● ASSIGNMENT: Pull every line of the entries that has the word "last".

** INPUT follows **

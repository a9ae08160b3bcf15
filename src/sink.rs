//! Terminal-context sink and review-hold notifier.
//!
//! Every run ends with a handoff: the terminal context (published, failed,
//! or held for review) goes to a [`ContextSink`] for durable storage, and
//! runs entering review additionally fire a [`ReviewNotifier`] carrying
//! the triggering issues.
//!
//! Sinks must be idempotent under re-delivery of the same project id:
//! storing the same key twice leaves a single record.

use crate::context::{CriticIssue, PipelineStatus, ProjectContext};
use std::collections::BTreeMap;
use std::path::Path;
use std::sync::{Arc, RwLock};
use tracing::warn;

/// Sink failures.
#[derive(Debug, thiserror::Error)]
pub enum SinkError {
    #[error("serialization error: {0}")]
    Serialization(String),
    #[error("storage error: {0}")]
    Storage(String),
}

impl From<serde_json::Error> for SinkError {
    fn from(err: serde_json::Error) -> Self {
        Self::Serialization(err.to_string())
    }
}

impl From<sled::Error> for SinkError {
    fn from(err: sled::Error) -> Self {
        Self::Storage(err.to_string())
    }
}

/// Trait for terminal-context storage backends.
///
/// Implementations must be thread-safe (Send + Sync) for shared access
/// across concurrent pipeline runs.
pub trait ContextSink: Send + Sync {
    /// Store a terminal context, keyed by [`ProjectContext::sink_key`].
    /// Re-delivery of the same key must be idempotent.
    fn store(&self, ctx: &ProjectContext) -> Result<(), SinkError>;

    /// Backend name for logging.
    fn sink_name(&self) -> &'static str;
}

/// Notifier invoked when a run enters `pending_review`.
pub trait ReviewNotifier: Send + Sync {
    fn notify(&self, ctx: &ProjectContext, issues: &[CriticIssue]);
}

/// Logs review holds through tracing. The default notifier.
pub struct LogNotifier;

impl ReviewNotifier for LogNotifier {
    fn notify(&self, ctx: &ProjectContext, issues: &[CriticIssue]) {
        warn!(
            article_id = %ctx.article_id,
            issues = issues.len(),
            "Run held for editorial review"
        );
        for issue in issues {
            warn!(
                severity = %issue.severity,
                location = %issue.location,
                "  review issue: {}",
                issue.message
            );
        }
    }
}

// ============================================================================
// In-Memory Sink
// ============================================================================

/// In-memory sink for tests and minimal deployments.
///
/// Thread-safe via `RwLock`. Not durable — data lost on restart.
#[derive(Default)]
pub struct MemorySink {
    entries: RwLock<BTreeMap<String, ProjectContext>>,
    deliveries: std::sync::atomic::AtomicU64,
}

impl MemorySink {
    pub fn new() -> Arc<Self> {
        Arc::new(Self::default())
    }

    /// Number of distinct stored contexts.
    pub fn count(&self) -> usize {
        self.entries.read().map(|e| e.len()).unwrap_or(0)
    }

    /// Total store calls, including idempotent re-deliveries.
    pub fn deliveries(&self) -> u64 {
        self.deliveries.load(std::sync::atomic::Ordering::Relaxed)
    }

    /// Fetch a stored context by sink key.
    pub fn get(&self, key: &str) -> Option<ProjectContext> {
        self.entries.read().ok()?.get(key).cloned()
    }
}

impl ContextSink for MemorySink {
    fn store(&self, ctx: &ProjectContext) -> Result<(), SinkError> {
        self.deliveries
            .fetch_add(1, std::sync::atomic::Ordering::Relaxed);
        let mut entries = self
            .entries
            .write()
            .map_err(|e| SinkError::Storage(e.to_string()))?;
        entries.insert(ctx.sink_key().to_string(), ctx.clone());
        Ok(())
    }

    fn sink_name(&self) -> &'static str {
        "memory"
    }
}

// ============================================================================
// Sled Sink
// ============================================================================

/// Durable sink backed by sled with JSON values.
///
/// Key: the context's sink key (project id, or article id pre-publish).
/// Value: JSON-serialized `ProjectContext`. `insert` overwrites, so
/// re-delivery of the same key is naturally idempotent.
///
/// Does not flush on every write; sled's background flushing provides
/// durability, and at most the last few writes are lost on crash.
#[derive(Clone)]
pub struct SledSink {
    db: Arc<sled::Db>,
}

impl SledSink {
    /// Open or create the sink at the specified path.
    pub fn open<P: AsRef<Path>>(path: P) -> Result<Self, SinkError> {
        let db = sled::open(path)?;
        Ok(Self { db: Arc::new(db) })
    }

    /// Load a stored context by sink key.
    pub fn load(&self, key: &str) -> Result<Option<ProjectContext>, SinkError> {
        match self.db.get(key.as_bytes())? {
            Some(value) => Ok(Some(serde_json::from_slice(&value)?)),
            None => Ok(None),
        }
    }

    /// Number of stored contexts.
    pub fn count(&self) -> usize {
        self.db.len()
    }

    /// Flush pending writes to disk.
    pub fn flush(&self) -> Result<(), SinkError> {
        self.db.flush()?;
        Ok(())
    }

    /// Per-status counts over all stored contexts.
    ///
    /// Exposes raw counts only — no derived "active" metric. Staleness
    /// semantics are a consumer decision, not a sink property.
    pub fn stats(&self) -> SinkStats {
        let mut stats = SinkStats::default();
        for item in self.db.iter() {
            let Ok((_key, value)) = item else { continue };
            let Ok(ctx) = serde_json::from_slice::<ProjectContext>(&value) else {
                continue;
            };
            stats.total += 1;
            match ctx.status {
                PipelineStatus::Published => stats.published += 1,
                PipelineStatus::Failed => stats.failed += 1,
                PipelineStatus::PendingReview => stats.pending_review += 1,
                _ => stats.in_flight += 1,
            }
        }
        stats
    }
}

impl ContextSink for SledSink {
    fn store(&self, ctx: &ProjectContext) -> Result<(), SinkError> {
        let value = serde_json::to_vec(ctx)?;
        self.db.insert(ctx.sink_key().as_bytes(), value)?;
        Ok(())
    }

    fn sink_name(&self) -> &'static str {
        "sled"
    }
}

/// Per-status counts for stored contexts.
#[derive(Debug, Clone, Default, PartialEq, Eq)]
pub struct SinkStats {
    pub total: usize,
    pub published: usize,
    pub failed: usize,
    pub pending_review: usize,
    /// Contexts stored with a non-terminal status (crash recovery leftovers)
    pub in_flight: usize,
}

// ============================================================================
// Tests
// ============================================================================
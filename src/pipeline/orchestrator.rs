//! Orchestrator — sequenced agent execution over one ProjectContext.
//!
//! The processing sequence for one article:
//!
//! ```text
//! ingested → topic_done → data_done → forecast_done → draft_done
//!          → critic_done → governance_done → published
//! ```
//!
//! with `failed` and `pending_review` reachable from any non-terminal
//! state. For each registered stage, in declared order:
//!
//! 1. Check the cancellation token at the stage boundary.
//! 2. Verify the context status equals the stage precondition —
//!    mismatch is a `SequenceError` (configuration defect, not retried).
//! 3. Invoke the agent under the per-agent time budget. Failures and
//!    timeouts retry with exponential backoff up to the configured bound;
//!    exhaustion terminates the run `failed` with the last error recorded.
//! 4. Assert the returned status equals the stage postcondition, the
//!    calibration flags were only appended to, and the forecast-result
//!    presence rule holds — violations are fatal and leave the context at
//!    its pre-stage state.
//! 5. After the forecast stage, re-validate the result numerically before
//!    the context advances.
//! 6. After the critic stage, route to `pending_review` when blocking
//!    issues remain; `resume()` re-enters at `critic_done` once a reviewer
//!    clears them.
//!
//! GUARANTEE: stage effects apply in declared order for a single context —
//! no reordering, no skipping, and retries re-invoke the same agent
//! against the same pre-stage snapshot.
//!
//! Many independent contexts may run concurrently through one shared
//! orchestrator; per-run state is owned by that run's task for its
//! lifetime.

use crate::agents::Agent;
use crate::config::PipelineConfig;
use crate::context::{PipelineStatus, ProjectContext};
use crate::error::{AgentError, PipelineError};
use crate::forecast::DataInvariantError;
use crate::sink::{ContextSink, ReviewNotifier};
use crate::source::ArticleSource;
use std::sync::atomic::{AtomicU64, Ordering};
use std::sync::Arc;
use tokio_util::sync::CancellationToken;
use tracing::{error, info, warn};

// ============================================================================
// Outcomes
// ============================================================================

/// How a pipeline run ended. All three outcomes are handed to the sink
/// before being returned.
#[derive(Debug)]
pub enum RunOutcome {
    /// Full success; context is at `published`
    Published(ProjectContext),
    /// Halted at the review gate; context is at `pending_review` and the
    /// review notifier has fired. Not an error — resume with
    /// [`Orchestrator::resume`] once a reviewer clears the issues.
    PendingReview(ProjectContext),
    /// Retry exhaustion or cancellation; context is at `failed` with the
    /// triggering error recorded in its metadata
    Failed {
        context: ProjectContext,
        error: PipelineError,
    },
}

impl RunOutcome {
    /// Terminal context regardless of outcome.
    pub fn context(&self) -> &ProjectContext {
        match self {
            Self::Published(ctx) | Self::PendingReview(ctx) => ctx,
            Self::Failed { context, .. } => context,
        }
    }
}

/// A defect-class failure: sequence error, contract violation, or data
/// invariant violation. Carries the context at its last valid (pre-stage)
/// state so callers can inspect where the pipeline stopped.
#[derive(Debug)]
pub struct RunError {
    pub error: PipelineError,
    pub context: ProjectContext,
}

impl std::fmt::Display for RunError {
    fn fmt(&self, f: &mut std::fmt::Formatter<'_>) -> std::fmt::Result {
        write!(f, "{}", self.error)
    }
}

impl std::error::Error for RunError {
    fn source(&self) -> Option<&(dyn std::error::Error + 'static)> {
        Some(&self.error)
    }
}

** End of INPUT **

● EXERCISE RESPONSE:
/// durability, and at most the last few writes are lost on crash.
//!    exhaustion terminates the run `failed` with the last error recorded.
/// invariant violation. Carries the context at its last valid (pre-stage)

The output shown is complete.